Bhimsen implemented the reorganization of Nepalese Army on the basis of European military system and the maintenance of the newly reorganized strong army was done from the confiscation of Birta funds of 1805. He appointed French military officials to modernize the military on the basis of French military ranks and uniforms. Military jobs were made attractive by increasing facilities including Jhara (porter) facility even in the peacetime under his Mukhtiyari. Due to extensive lack of labour forces in the country, he issued legal obligations to all adult males of all castes to provide compulsory labour to the state subject to royal exemptions. Those state jobs included construction and maintenance of forts, bridges, roads, and production of ammunition for military expeditions.

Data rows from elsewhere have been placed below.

use async_trait::async_trait;
use shared::{domain::PageResult, error::FetchError};

/// Anything that can hand back one page of photos for a query.
///
/// Implementations issue at most one backend request per call and never
/// retry; retry policy belongs to the caller.
#[async_trait]
pub trait PhotoSource: Send + Sync {
    async fn fetch_page(
        &self,
        query: &str,
        page: u32,
        page_size: u32,
    ) -> Result<PageResult, FetchError>;
}

/// Stand-in used before a real backend is configured.
pub struct MissingPhotoSource;

#[async_trait]
impl PhotoSource for MissingPhotoSource {
    async fn fetch_page(
        &self,
        query: &str,
        page: u32,
        _page_size: u32,
    ) -> Result<PageResult, FetchError> {
        Err(FetchError::unknown(format!(
            "no photo source configured (query '{query}', page {page})"
        )))
    }
}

Bhim Sen took advantage of the continuance of peace, not only to improve the finances of the country, but to render the army more efficient both in numbers and in discipline. The martial feelings of soldiery were every way encouraged; their rights and privileges were jealously preserved; but they were at the same time kept from that idleness which is so favourable to mutiny and intrigue, by strict attention to drill and discipline and by being employed in the construction of magazines, arsenals, cannon, foundry, &c., and by the establishment of two large cantonments-one for the artillery and one for the line-at Kathmandu.
— Historian Henry Ambrose Oldfield on Bhimsen's reorganization of military

=====Passport policy=====
Bhimsen considered Churia hills as the basic line of defense of the Kingdom of Nepal. He thus wanted to build communications to the western parts such as Kumaon, Garhwal and Yamuna-Sutlej region of Kingdom of Nepal and block the strategic routes to the Kathmandu Valley. The possessions of passers-by were strictly searched and even private letters were censored. Such was implemented to prevent outflow of secret information of Nepal to British Company government. Passport system was introduced to check the access to the capital city with officials appointed on the Churai routes with instructions as follows:
In case you permit any person, irrespective of his status, leaving this side to proceed onward even though he does not have (a document bearing) signature of passports authority. We shall behead you.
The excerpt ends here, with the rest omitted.